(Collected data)
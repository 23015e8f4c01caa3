use indexmap::IndexMap;
use uuid::Uuid;

use crate::{
    services::round_timer::RoundTimer,
    state::{
        deck::{RoundDeck, RoundTarget},
        state_machine::{InvalidTransition, RoomEvent, RoomPhase, RoomStateMachine},
    },
};

/// Connection-scoped opaque identity of a player.
pub type ClientId = Uuid;

/// Identity of one room instance. Unlike codes, never reused within a process.
pub type RoomId = u64;

/// Display name given to a room creator who did not pick one.
pub const DEFAULT_HOST_NAME: &str = "Host";

/// Player info tracked while they stay in a room.
#[derive(Debug, Clone, PartialEq, Eq)]
pub struct Player {
    /// Identity of the connection the player uses.
    pub id: ClientId,
    /// Display name.
    pub name: String,
    /// Rounds won in the current game.
    pub score: u32,
}

impl Player {
    /// Build a player with a zero score.
    pub fn new(id: ClientId, name: impl Into<String>) -> Self {
        Self {
            id,
            name: name.into(),
            score: 0,
        }
    }
}

/// Outcome of removing a player from a room.
#[derive(Debug, Clone, PartialEq, Eq)]
pub struct Departure {
    /// The player that left.
    pub player: Player,
    /// Identity of the new host when the departing player was hosting.
    pub new_host: Option<ClientId>,
}

/// Per-room entity: players, scores, deck, current round and countdown.
///
/// Players are kept in join order; the earliest remaining player becomes host when the
/// host leaves.
#[derive(Debug)]
pub struct Room {
    id: RoomId,
    code: String,
    players: IndexMap<ClientId, Player>,
    host: ClientId,
    machine: RoomStateMachine,
    deck: RoundDeck,
    current: Option<RoundTarget>,
    time_left: u32,
    round_number: usize,
    total_rounds: usize,
    round_generation: u64,
    start_attempt: u64,
    timer: RoundTimer,
}

impl Room {
    /// Create a waiting room with `host` as its only player.
    pub fn new(id: RoomId, code: String, host: Player) -> Self {
        let host_id = host.id;
        let mut players = IndexMap::new();
        players.insert(host_id, host);

        Self {
            id,
            code,
            players,
            host: host_id,
            machine: RoomStateMachine::new(),
            deck: RoundDeck::default(),
            current: None,
            time_left: 0,
            round_number: 0,
            total_rounds: 0,
            round_generation: 0,
            start_attempt: 0,
            timer: RoundTimer::new(),
        }
    }

    /// Instance identity; delayed commands carry it to tell a room from a successor
    /// that reuses its code.
    pub fn id(&self) -> RoomId {
        self.id
    }

    /// Room code shared with players.
    pub fn code(&self) -> &str {
        &self.code
    }

    /// Identity of the current host.
    pub fn host(&self) -> ClientId {
        self.host
    }

    /// Whether `id` hosts this room.
    pub fn is_host(&self, id: ClientId) -> bool {
        self.host == id
    }

    /// Current phase.
    pub fn phase(&self) -> RoomPhase {
        self.machine.phase()
    }

    /// Players in join order.
    pub fn players(&self) -> impl Iterator<Item = &Player> {
        self.players.values()
    }

    /// Player identities in join order.
    pub fn player_ids(&self) -> Vec<ClientId> {
        self.players.keys().copied().collect()
    }

    /// Look a player up by identity.
    pub fn player(&self, id: ClientId) -> Option<&Player> {
        self.players.get(&id)
    }

    /// Whether `id` is a member of this room.
    pub fn contains(&self, id: ClientId) -> bool {
        self.players.contains_key(&id)
    }

    /// Number of players.
    pub fn player_count(&self) -> usize {
        self.players.len()
    }

    /// Whether the last player left.
    pub fn is_empty(&self) -> bool {
        self.players.is_empty()
    }

    /// Append a player. A missing name defaults to `Player N`, N being the join position.
    pub fn add_player(&mut self, id: ClientId, name: Option<String>) -> &Player {
        let position = self.players.len() + 1;
        let name = name.unwrap_or_else(|| format!("Player {position}"));
        self.players.entry(id).or_insert_with(|| Player::new(id, name))
    }

    /// Remove a player, reassigning the host to the earliest remaining player if needed.
    pub fn remove_player(&mut self, id: ClientId) -> Option<Departure> {
        let player = self.players.shift_remove(&id)?;

        let mut new_host = None;
        if self.host == id {
            if let Some(next) = self.players.keys().next().copied() {
                self.host = next;
                new_host = Some(next);
            }
        }

        Some(Departure { player, new_host })
    }

    /// Add one point to a player's score, returning the updated player.
    pub fn award_point(&mut self, id: ClientId) -> Option<&Player> {
        let player = self.players.get_mut(&id)?;
        player.score += 1;
        Some(player)
    }

    /// Apply a phase transition.
    pub fn apply(&mut self, event: RoomEvent) -> Result<RoomPhase, InvalidTransition> {
        self.machine.apply(event)
    }

    /// Leave the lobby, returning the id of this start attempt.
    pub fn begin_start(&mut self) -> Result<u64, InvalidTransition> {
        self.apply(RoomEvent::StartRequested)?;
        self.start_attempt += 1;
        Ok(self.start_attempt)
    }

    /// Id of the latest start attempt.
    pub fn start_attempt(&self) -> u64 {
        self.start_attempt
    }

    /// Return to the lobby after a failed start, discarding any prepared deck.
    pub fn abort_start(&mut self) -> Result<RoomPhase, InvalidTransition> {
        let phase = self.apply(RoomEvent::StartAborted)?;
        self.deck = RoundDeck::default();
        self.current = None;
        self.total_rounds = 0;
        self.round_number = 0;
        Ok(phase)
    }

    /// Install the deck for a fresh game and reset every score.
    pub fn install_deck(&mut self, deck: RoundDeck) {
        self.total_rounds = deck.len();
        self.round_number = 0;
        self.deck = deck;
        self.current = None;
        for player in self.players.values_mut() {
            player.score = 0;
        }
    }

    /// Draw the next round target and make it current.
    pub fn draw_round(&mut self) -> Option<&RoundTarget> {
        let target = self.deck.next()?;
        self.round_number += 1;
        Some(self.current.insert(target))
    }

    /// Forget the current round once the game is over.
    pub fn clear_round(&mut self) {
        self.current = None;
        self.time_left = 0;
    }

    /// Target of the current (or just finished) round.
    pub fn current_target(&self) -> Option<&RoundTarget> {
        self.current.as_ref()
    }

    /// Seconds left in the current round.
    pub fn time_left(&self) -> u32 {
        self.time_left
    }

    /// Update the seconds left in the current round.
    pub fn set_time_left(&mut self, seconds: u32) {
        self.time_left = seconds;
    }

    /// 1-based index of the current round.
    pub fn round_number(&self) -> usize {
        self.round_number
    }

    /// Number of rounds the deck held when the game started.
    pub fn total_rounds(&self) -> usize {
        self.total_rounds
    }

    /// Invalidate previously scheduled round starts and return the new generation.
    pub fn next_round_generation(&mut self) -> u64 {
        self.round_generation += 1;
        self.round_generation
    }

    /// Generation a scheduled round start must carry to be honoured.
    pub fn round_generation(&self) -> u64 {
        self.round_generation
    }

    /// Round countdown.
    pub fn timer(&self) -> &RoundTimer {
        &self.timer
    }

    /// Mutable round countdown.
    pub fn timer_mut(&mut self) -> &mut RoundTimer {
        &mut self.timer
    }
}

#[cfg(test)]
mod tests {
    use super::*;

    fn room_with(names: &[&str]) -> (Room, Vec<ClientId>) {
        let ids: Vec<ClientId> = names.iter().map(|_| Uuid::new_v4()).collect();
        let mut room = Room::new(1, "AB12".into(), Player::new(ids[0], names[0]));
        for (id, name) in ids.iter().zip(names).skip(1) {
            room.add_player(*id, Some((*name).to_string()));
        }
        (room, ids)
    }

    #[test]
    fn default_names_follow_join_order() {
        let host = Uuid::new_v4();
        let mut room = Room::new(1, "AB12".into(), Player::new(host, DEFAULT_HOST_NAME));

        let second = room.add_player(Uuid::new_v4(), None).name.clone();
        let third = room.add_player(Uuid::new_v4(), None).name.clone();

        assert_eq!(second, "Player 2");
        assert_eq!(third, "Player 3");
    }

    #[test]
    fn host_passes_to_earliest_remaining_player() {
        let (mut room, ids) = room_with(&["Alice", "Bob", "Carol"]);

        let departure = room.remove_player(ids[0]).unwrap();
        assert_eq!(departure.player.name, "Alice");
        assert_eq!(departure.new_host, Some(ids[1]));
        assert!(room.is_host(ids[1]));

        let names: Vec<&str> = room.players().map(|p| p.name.as_str()).collect();
        assert_eq!(names, vec!["Bob", "Carol"]);
    }

    #[test]
    fn non_host_departure_keeps_host() {
        let (mut room, ids) = room_with(&["Alice", "Bob", "Carol"]);

        let departure = room.remove_player(ids[1]).unwrap();
        assert_eq!(departure.new_host, None);
        assert!(room.is_host(ids[0]));
    }

    #[test]
    fn last_departure_empties_room() {
        let (mut room, ids) = room_with(&["Alice"]);

        let departure = room.remove_player(ids[0]).unwrap();
        assert_eq!(departure.new_host, None);
        assert!(room.is_empty());
        assert!(room.remove_player(ids[0]).is_none());
    }

    #[test]
    fn installing_a_deck_resets_scores() {
        let (mut room, ids) = room_with(&["Alice", "Bob"]);
        room.award_point(ids[1]);
        assert_eq!(room.player(ids[1]).unwrap().score, 1);

        room.install_deck(RoundDeck::default());
        assert!(room.players().all(|p| p.score == 0));
    }

    #[test]
    fn start_attempts_are_numbered() {
        let (mut room, _) = room_with(&["Alice", "Bob"]);

        assert_eq!(room.begin_start().unwrap(), 1);
        assert!(room.begin_start().is_err());
        room.abort_start().unwrap();
        assert_eq!(room.begin_start().unwrap(), 2);
        assert_eq!(room.phase(), RoomPhase::Starting);
    }
}
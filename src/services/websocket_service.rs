use axum::extract::ws::{Message, WebSocket};
use futures::{SinkExt, StreamExt};
use tokio::{sync::mpsc, task::JoinHandle};
use tracing::{debug, info, warn};
use uuid::Uuid;

use crate::{
    dto::ws::ClientMessage,
    services::coordinator::Command,
    state::SharedState,
};

/// Handle the full lifecycle of a player WebSocket connection.
///
/// Every connection gets a fresh identity. Parsed messages are forwarded to the session
/// coordinator; the coordinator answers through the connection registry.
pub async fn handle_socket(state: SharedState, socket: WebSocket) {
    let (mut sender, mut receiver) = socket.split();
    let (outbound_tx, mut outbound_rx) = mpsc::unbounded_channel::<Message>();

    // Dedicated writer task keeps outbound messages flowing even while we await inbound frames.
    let writer_task = tokio::spawn(async move {
        while let Some(message) = outbound_rx.recv().await {
            if sender.send(message).await.is_err() {
                break;
            }
        }
    });

    let client = Uuid::new_v4();
    state.connections().register(client, outbound_tx.clone());
    info!(%client, "player connected");

    while let Some(message) = receiver.next().await {
        match message {
            Ok(Message::Text(text)) => {
                debug!(%client, payload = %text, "received player message");

                match ClientMessage::from_json_str(&text) {
                    Ok(message) => state.dispatch(Command::Client { client, message }),
                    Err(err) => {
                        warn!(%client, error = %err, "failed to parse or validate player message");
                    }
                }
            }
            Ok(Message::Ping(payload)) => {
                let _ = outbound_tx.send(Message::Pong(payload));
            }
            Ok(Message::Close(frame)) => {
                info!(%client, "player closed connection");
                let _ = outbound_tx.send(Message::Close(frame));
                break;
            }
            Ok(Message::Binary(_)) => {}
            Ok(Message::Pong(_)) => {}
            Err(err) => {
                warn!(%client, error = %err, "websocket error");
                break;
            }
        }
    }

    state.connections().unregister(&client);
    state.dispatch(Command::Disconnect { client });
    info!(%client, "player disconnected");

    finalize(writer_task, outbound_tx).await;
}

/// Ensure the writer task winds down before we return from the socket handler.
async fn finalize(writer_task: JoinHandle<()>, outbound_tx: mpsc::UnboundedSender<Message>) {
    drop(outbound_tx);
    let _ = writer_task.await;
}
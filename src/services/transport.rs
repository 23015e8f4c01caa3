//! Delivery of outbound events to player connections.

use crate::{
    dto::ws::ServerMessage,
    state::room::{ClientId, Room},
};

/// Pushes events to connected clients, addressed by identity.
pub trait Transport: Send + Sync {
    /// Send `message` to every client in `recipients`. Unknown or closed clients are skipped.
    fn deliver(&self, recipients: &[ClientId], message: &ServerMessage);
}

/// A message together with the clients it is addressed to.
#[derive(Debug, Clone, PartialEq, Eq)]
pub struct Dispatch {
    /// Target clients.
    pub recipients: Vec<ClientId>,
    /// Event to send.
    pub message: ServerMessage,
}

/// Messages produced while handling one command, flushed once the handler is done mutating.
#[derive(Debug, Default)]
pub struct Outbox {
    dispatches: Vec<Dispatch>,
}

impl Outbox {
    /// Create an empty outbox.
    pub fn new() -> Self {
        Self::default()
    }

    /// Queue a message for a single client.
    pub fn to_client(&mut self, client: ClientId, message: ServerMessage) {
        self.dispatches.push(Dispatch {
            recipients: vec![client],
            message,
        });
    }

    /// Queue a message for every current member of `room`.
    pub fn to_room(&mut self, room: &Room, message: ServerMessage) {
        self.dispatches.push(Dispatch {
            recipients: room.player_ids(),
            message,
        });
    }

    /// Hand every queued message to `transport`, in order.
    pub fn flush(self, transport: &dyn Transport) {
        for dispatch in &self.dispatches {
            if dispatch.recipients.is_empty() {
                continue;
            }
            transport.deliver(&dispatch.recipients, &dispatch.message);
        }
    }
}
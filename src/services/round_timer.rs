//! Per-room countdown with one-second granularity.

use std::time::Duration;

use thiserror::Error;
use tokio::{
    task::JoinHandle,
    time::{Instant, MissedTickBehavior, interval_at},
};

/// Identifier of one started countdown. Never reused within a [`RoundTimer`].
pub type TimerId = u64;

const TICK: Duration = Duration::from_secs(1);

/// Lifecycle of the most recently started countdown.
#[derive(Debug, Clone, Copy, PartialEq, Eq)]
pub enum TimerState {
    /// Nothing was ever started.
    Idle,
    /// Countdown in progress.
    Running(TimerId),
    /// Countdown reached zero and its expiry was acknowledged.
    Expired(TimerId),
    /// Countdown stopped before reaching zero.
    Cancelled(TimerId),
}

/// Errors raised by [`RoundTimer::start`].
#[derive(Debug, Clone, PartialEq, Eq, Error)]
pub enum TimerError {
    /// The caller must cancel the running countdown first.
    #[error("timer {0} is still running")]
    AlreadyRunning(TimerId),
}

/// Countdown scheduler owned by a room.
///
/// Ticks and expiry are produced by a background task and handed to callbacks. Callbacks
/// only report; the owner acknowledges an expiry through [`RoundTimer::mark_expired`] and
/// must drop any callback whose [`TimerId`] is no longer [`RoundTimer::is_running`].
#[derive(Debug)]
pub struct RoundTimer {
    state: TimerState,
    handle: Option<JoinHandle<()>>,
    issued: TimerId,
    cancels: usize,
}

impl Default for RoundTimer {
    fn default() -> Self {
        Self::new()
    }
}

impl RoundTimer {
    /// Create an idle timer.
    pub fn new() -> Self {
        Self {
            state: TimerState::Idle,
            handle: None,
            issued: 0,
            cancels: 0,
        }
    }

    /// Start a countdown of `duration_secs` seconds.
    ///
    /// `on_tick` receives the seconds remaining after each elapsed second (never zero);
    /// `on_expire` is called once when the countdown reaches zero.
    pub fn start<T, E>(
        &mut self,
        duration_secs: u32,
        on_tick: T,
        on_expire: E,
    ) -> Result<TimerId, TimerError>
    where
        T: Fn(TimerId, u32) + Send + 'static,
        E: FnOnce(TimerId) + Send + 'static,
    {
        if let TimerState::Running(id) = self.state {
            return Err(TimerError::AlreadyRunning(id));
        }

        self.issued += 1;
        let id = self.issued;

        let handle = tokio::spawn(async move {
            let mut ticker = interval_at(Instant::now() + TICK, TICK);
            ticker.set_missed_tick_behavior(MissedTickBehavior::Delay);

            let mut remaining = duration_secs;
            while remaining > 0 {
                ticker.tick().await;
                remaining -= 1;
                if remaining > 0 {
                    on_tick(id, remaining);
                }
            }
            on_expire(id);
        });

        self.handle = Some(handle);
        self.state = TimerState::Running(id);
        Ok(id)
    }

    /// Stop the running countdown. Returns whether a countdown was running.
    ///
    /// Once this returns the background task is aborted and the timer id is retired, so any
    /// tick or expiry already in flight is rejected by [`RoundTimer::is_running`].
    pub fn cancel(&mut self) -> bool {
        if let Some(handle) = self.handle.take() {
            handle.abort();
        }

        match self.state {
            TimerState::Running(id) => {
                self.state = TimerState::Cancelled(id);
                self.cancels += 1;
                true
            }
            _ => false,
        }
    }

    /// Acknowledge the expiry reported for `id`. Returns `false` for stale or repeated
    /// reports, which must be ignored.
    pub fn mark_expired(&mut self, id: TimerId) -> bool {
        if self.state != TimerState::Running(id) {
            return false;
        }

        self.handle = None;
        self.state = TimerState::Expired(id);
        true
    }

    /// Whether `id` is the countdown currently running.
    pub fn is_running(&self, id: TimerId) -> bool {
        self.state == TimerState::Running(id)
    }

    /// Current lifecycle state.
    pub fn state(&self) -> TimerState {
        self.state
    }

    /// Id of the running countdown, if any.
    pub fn current(&self) -> Option<TimerId> {
        match self.state {
            TimerState::Running(id) => Some(id),
            _ => None,
        }
    }

    /// Number of countdowns started so far.
    pub fn starts(&self) -> usize {
        self.issued as usize
    }

    /// Number of countdowns cancelled while running.
    pub fn cancels(&self) -> usize {
        self.cancels
    }
}

impl Drop for RoundTimer {
    fn drop(&mut self) {
        if let Some(handle) = self.handle.take() {
            handle.abort();
        }
    }
}

#[cfg(test)]
mod tests {
    use tokio::sync::mpsc;

    use super::*;

    #[derive(Debug, PartialEq, Eq)]
    enum Signal {
        Tick(TimerId, u32),
        Expired(TimerId),
    }

    fn start(timer: &mut RoundTimer, secs: u32) -> (TimerId, mpsc::UnboundedReceiver<Signal>) {
        let (tx, rx) = mpsc::unbounded_channel();
        let tick_tx = tx.clone();
        let id = timer
            .start(
                secs,
                move |id, remaining| {
                    let _ = tick_tx.send(Signal::Tick(id, remaining));
                },
                move |id| {
                    let _ = tx.send(Signal::Expired(id));
                },
            )
            .unwrap();
        (id, rx)
    }

    #[tokio::test(start_paused = true)]
    async fn ticks_every_second_then_expires_once() {
        let mut timer = RoundTimer::new();
        let (id, mut rx) = start(&mut timer, 3);

        assert_eq!(rx.recv().await, Some(Signal::Tick(id, 2)));
        assert_eq!(rx.recv().await, Some(Signal::Tick(id, 1)));
        assert_eq!(rx.recv().await, Some(Signal::Expired(id)));
        assert_eq!(rx.recv().await, None);

        assert!(timer.mark_expired(id));
        assert!(!timer.mark_expired(id));
        assert_eq!(timer.state(), TimerState::Expired(id));
    }

    #[tokio::test(start_paused = true)]
    async fn nothing_fires_after_cancel() {
        let mut timer = RoundTimer::new();
        let (id, mut rx) = start(&mut timer, 5);

        assert_eq!(rx.recv().await, Some(Signal::Tick(id, 4)));
        assert!(timer.cancel());

        tokio::time::sleep(Duration::from_secs(10)).await;
        assert!(rx.try_recv().is_err());
        assert!(!timer.is_running(id));
        assert!(!timer.mark_expired(id));
        assert_eq!(timer.state(), TimerState::Cancelled(id));
    }

    #[tokio::test(start_paused = true)]
    async fn starting_twice_without_cancel_is_rejected() {
        let mut timer = RoundTimer::new();
        let (first, _rx) = start(&mut timer, 20);

        let err = timer.start(20, |_, _| {}, |_| {}).unwrap_err();
        assert_eq!(err, TimerError::AlreadyRunning(first));

        timer.cancel();
        let (second, _rx) = start(&mut timer, 20);
        assert_ne!(first, second);
        assert_eq!(timer.starts(), 2);
        assert_eq!(timer.cancels(), 1);
        assert_eq!(timer.current(), Some(second));
    }

    #[tokio::test(start_paused = true)]
    async fn cancel_when_idle_is_a_no_op() {
        let mut timer = RoundTimer::new();
        assert!(!timer.cancel());
        assert_eq!(timer.state(), TimerState::Idle);
        assert_eq!(timer.cancels(), 0);
    }
}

Work request -> Return exactly the lines above from the line that has "move |id, remaining|" through the line that has "let (first, _rx)", inclusive, and nothing else.

Answer ->
                move |id, remaining| {
                    let _ = tick_tx.send(Signal::Tick(id, remaining));
                },
                move |id| {
                    let _ = tx.send(Signal::Expired(id));
                },
            )
            .unwrap();
        (id, rx)
    }

    #[tokio::test(start_paused = true)]
    async fn ticks_every_second_then_expires_once() {
        let mut timer = RoundTimer::new();
        let (id, mut rx) = start(&mut timer, 3);

        assert_eq!(rx.recv().await, Some(Signal::Tick(id, 2)));
        assert_eq!(rx.recv().await, Some(Signal::Tick(id, 1)));
        assert_eq!(rx.recv().await, Some(Signal::Expired(id)));
        assert_eq!(rx.recv().await, None);

        assert!(timer.mark_expired(id));
        assert!(!timer.mark_expired(id));
        assert_eq!(timer.state(), TimerState::Expired(id));
    }

    #[tokio::test(start_paused = true)]
    async fn nothing_fires_after_cancel() {
        let mut timer = RoundTimer::new();
        let (id, mut rx) = start(&mut timer, 5);

        assert_eq!(rx.recv().await, Some(Signal::Tick(id, 4)));
        assert!(timer.cancel());

        tokio::time::sleep(Duration::from_secs(10)).await;
        assert!(rx.try_recv().is_err());
        assert!(!timer.is_running(id));
        assert!(!timer.mark_expired(id));
        assert_eq!(timer.state(), TimerState::Cancelled(id));
    }

    #[tokio::test(start_paused = true)]
    async fn starting_twice_without_cancel_is_rejected() {
        let mut timer = RoundTimer::new();
        let (first, _rx) = start(&mut timer, 20);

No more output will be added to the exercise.